**Material supplied**

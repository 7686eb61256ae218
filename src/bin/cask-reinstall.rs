// src/bin/cask-reinstall.rs

use anyhow::Result;
use caskgrant::cli::ReinstallArgs;
use caskgrant::commands::cmd_reinstall;
use clap::Parser;

fn main() -> Result<()> {
    tracing_subscriber::fmt()
        .with_env_filter(
            tracing_subscriber::EnvFilter::try_from_default_env()
                .unwrap_or_else(|_| tracing_subscriber::EnvFilter::new("info")),
        )
        .with_writer(std::io::stderr)
        .init();

    let args = ReinstallArgs::parse();
    cmd_reinstall(&args)
}
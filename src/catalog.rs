// src/catalog.rs

//! Package selection and inventory
//!
//! A run targets either an explicit list of cask tokens or every cask the
//! package manager reports as installed. Explicit lists keep the operator's
//! order; the inventory keeps the package manager's order.

use crate::error::{Error, Result};
use serde::{Deserialize, Serialize};
use std::collections::HashSet;
use std::fmt;
use std::process::{Command, Stdio};
use tracing::debug;

/// Which packages a run covers
#[derive(Debug, Clone, PartialEq, Eq)]
pub enum Selection {
    /// Every installed cask
    All,
    /// An explicit, ordered, duplicate-free list
    Explicit(Vec<String>),
}

impl Selection {
    /// Build a selection from positional arguments, falling back to a
    /// whitespace-separated list (the `CASKS` variable). Nothing given means
    /// the full inventory.
    pub fn from_sources(args: &[String], env_list: Option<&str>) -> Result<Self> {
        let tokens: Vec<String> = if !args.is_empty() {
            args.iter().flat_map(|a| a.split_whitespace()).map(str::to_string).collect()
        } else {
            env_list
                .map(|s| s.split_whitespace().map(str::to_string).collect())
                .unwrap_or_default()
        };

        if tokens.is_empty() {
            return Ok(Self::All);
        }

        let mut seen = HashSet::new();
        let mut ids = Vec::with_capacity(tokens.len());
        for token in tokens {
            validate_package_id(&token)?;
            if seen.insert(token.clone()) {
                ids.push(token);
            }
        }
        Ok(Self::Explicit(ids))
    }

    /// The scope marker persisted with a checkpoint
    pub fn scope(&self) -> RunScope {
        match self {
            Self::All => RunScope::All,
            Self::Explicit(ids) => {
                let mut sorted = ids.clone();
                sorted.sort();
                RunScope::Explicit { packages: sorted }
            }
        }
    }

    /// Resolve the ordered package list for this run
    pub fn resolve(&self, catalog: &dyn PackageCatalog) -> Result<Vec<String>> {
        match self {
            Self::Explicit(ids) => Ok(ids.clone()),
            Self::All => catalog.installed_packages(),
        }
    }
}

/// Selection filter recorded in the checkpoint
///
/// Explicit sets are stored sorted so that the same set given in a different
/// order still resumes the same document.
#[derive(Debug, Clone, PartialEq, Eq, Serialize, Deserialize)]
#[serde(tag = "kind", rename_all = "snake_case")]
pub enum RunScope {
    All,
    Explicit { packages: Vec<String> },
}

impl fmt::Display for RunScope {
    fn fmt(&self, f: &mut fmt::Formatter<'_>) -> fmt::Result {
        match self {
            Self::All => write!(f, "all installed casks"),
            Self::Explicit { packages } => write!(f, "{}", packages.join(" ")),
        }
    }
}

/// Check that a cask token is usable as a record key and a command argument
pub fn validate_package_id(id: &str) -> Result<()> {
    let valid = !id.is_empty()
        && !id.starts_with('-')
        && !id.chars().any(|c| c.is_whitespace() || c.is_control() || c == '/');
    if valid {
        Ok(())
    } else {
        Err(Error::InvalidPackageId(id.to_string()))
    }
}

/// Source of the installed package inventory
pub trait PackageCatalog {
    /// Installed cask tokens in the package manager's order
    fn installed_packages(&self) -> Result<Vec<String>>;
}

/// Inventory backed by `brew list --cask`
#[derive(Debug, Clone)]
pub struct BrewCatalog {
    brew: String,
}

impl BrewCatalog {
    pub fn new(brew: impl Into<String>) -> Self {
        Self { brew: brew.into() }
    }
}

impl PackageCatalog for BrewCatalog {
    fn installed_packages(&self) -> Result<Vec<String>> {
        debug!("Querying inventory: {} list --cask", self.brew);
        let output = Command::new(&self.brew)
            .args(["list", "--cask"])
            .stdin(Stdio::null())
            .output()
            .map_err(|e| Error::Inventory(format!("failed to run {}: {}", self.brew, e)))?;

        if !output.status.success() {
            return Err(Error::Inventory(format!(
                "{} list --cask exited with {}: {}",
                self.brew,
                output.status.code().unwrap_or(-1),
                String::from_utf8_lossy(&output.stderr).trim()
            )));
        }

        parse_inventory(&String::from_utf8_lossy(&output.stdout))
    }
}

/// Parse `brew list --cask` output, one token per line
pub fn parse_inventory(stdout: &str) -> Result<Vec<String>> {
    let mut seen = HashSet::new();
    let mut ids = Vec::new();
    for line in stdout.lines().map(str::trim).filter(|l| !l.is_empty()) {
        validate_package_id(line)?;
        if seen.insert(line.to_string()) {
            ids.push(line.to_string());
        }
    }
    Ok(ids)
}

**Exercise requirements**
Copy the records out again word for word.

**Exercise solution**
repository 7686eb61256ae218
filename src/bin/cask-reinstall.rs
// src/bin/cask-reinstall.rs

use anyhow::Result;
use caskgrant::cli::ReinstallArgs;
use caskgrant::commands::cmd_reinstall;
use clap::Parser;

fn main() -> Result<()> {
    tracing_subscriber::fmt()
        .with_env_filter(
            tracing_subscriber::EnvFilter::try_from_default_env()
                .unwrap_or_else(|_| tracing_subscriber::EnvFilter::new("info")),
        )
        .with_writer(std::io::stderr)
        .init();

    let args = ReinstallArgs::parse();
    cmd_reinstall(&args)
}
filename src/catalog.rs
// src/catalog.rs

//! Package selection and inventory
//!
//! A run targets either an explicit list of cask tokens or every cask the
//! package manager reports as installed. Explicit lists keep the operator's
//! order; the inventory keeps the package manager's order.

use crate::error::{Error, Result};
use serde::{Deserialize, Serialize};
use std::collections::HashSet;
use std::fmt;
use std::process::{Command, Stdio};
use tracing::debug;

/// Which packages a run covers
#[derive(Debug, Clone, PartialEq, Eq)]
pub enum Selection {
    /// Every installed cask
    All,
    /// An explicit, ordered, duplicate-free list
    Explicit(Vec<String>),
}

impl Selection {
    /// Build a selection from positional arguments, falling back to a
    /// whitespace-separated list (the `CASKS` variable). Nothing given means
    /// the full inventory.
    pub fn from_sources(args: &[String], env_list: Option<&str>) -> Result<Self> {
        let tokens: Vec<String> = if !args.is_empty() {
            args.iter().flat_map(|a| a.split_whitespace()).map(str::to_string).collect()
        } else {
            env_list
                .map(|s| s.split_whitespace().map(str::to_string).collect())
                .unwrap_or_default()
        };

        if tokens.is_empty() {
            return Ok(Self::All);
        }

        let mut seen = HashSet::new();
        let mut ids = Vec::with_capacity(tokens.len());
        for token in tokens {
            validate_package_id(&token)?;
            if seen.insert(token.clone()) {
                ids.push(token);
            }
        }
        Ok(Self::Explicit(ids))
    }

    /// The scope marker persisted with a checkpoint
    pub fn scope(&self) -> RunScope {
        match self {
            Self::All => RunScope::All,
            Self::Explicit(ids) => {
                let mut sorted = ids.clone();
                sorted.sort();
                RunScope::Explicit { packages: sorted }
            }
        }
    }

    /// Resolve the ordered package list for this run
    pub fn resolve(&self, catalog: &dyn PackageCatalog) -> Result<Vec<String>> {
        match self {
            Self::Explicit(ids) => Ok(ids.clone()),
            Self::All => catalog.installed_packages(),
        }
    }
}

/// Selection filter recorded in the checkpoint
///
/// Explicit sets are stored sorted so that the same set given in a different
/// order still resumes the same document.
#[derive(Debug, Clone, PartialEq, Eq, Serialize, Deserialize)]
#[serde(tag = "kind", rename_all = "snake_case")]
pub enum RunScope {
    All,
    Explicit { packages: Vec<String> },
}

impl fmt::Display for RunScope {
    fn fmt(&self, f: &mut fmt::Formatter<'_>) -> fmt::Result {
        match self {
            Self::All => write!(f, "all installed casks"),
            Self::Explicit { packages } => write!(f, "{}", packages.join(" ")),
        }
    }
}

/// Check that a cask token is usable as a record key and a command argument
pub fn validate_package_id(id: &str) -> Result<()> {
    let valid = !id.is_empty()
        && !id.starts_with('-')
        && !id.chars().any(|c| c.is_whitespace() || c.is_control() || c == '/');
    if valid {
        Ok(())
    } else {
        Err(Error::InvalidPackageId(id.to_string()))
    }
}

/// Source of the installed package inventory
pub trait PackageCatalog {
    /// Installed cask tokens in the package manager's order
    fn installed_packages(&self) -> Result<Vec<String>>;
}

/// Inventory backed by `brew list --cask`
#[derive(Debug, Clone)]
pub struct BrewCatalog {
    brew: String,
}

impl BrewCatalog {
    pub fn new(brew: impl Into<String>) -> Self {
        Self { brew: brew.into() }
    }
}

impl PackageCatalog for BrewCatalog {
    fn installed_packages(&self) -> Result<Vec<String>> {
        debug!("Querying inventory: {} list --cask", self.brew);
        let output = Command::new(&self.brew)
            .args(["list", "--cask"])
            .stdin(Stdio::null())
            .output()
            .map_err(|e| Error::Inventory(format!("failed to run {}: {}", self.brew, e)))?;

        if !output.status.success() {
            return Err(Error::Inventory(format!(
                "{} list --cask exited with {}: {}",
                self.brew,
                output.status.code().unwrap_or(-1),
                String::from_utf8_lossy(&output.stderr).trim()
            )));
        }

        parse_inventory(&String::from_utf8_lossy(&output.stdout))
    }
}

/// Parse `brew list --cask` output, one token per line
pub fn parse_inventory(stdout: &str) -> Result<Vec<String>> {
    let mut seen = HashSet::new();
    let mut ids = Vec::new();
    for line in stdout.lines().map(str::trim).filter(|l| !l.is_empty()) {
        validate_package_id(line)?;
        if seen.insert(line.to_string()) {
            ids.push(line.to_string());
        }
    }
    Ok(ids)
}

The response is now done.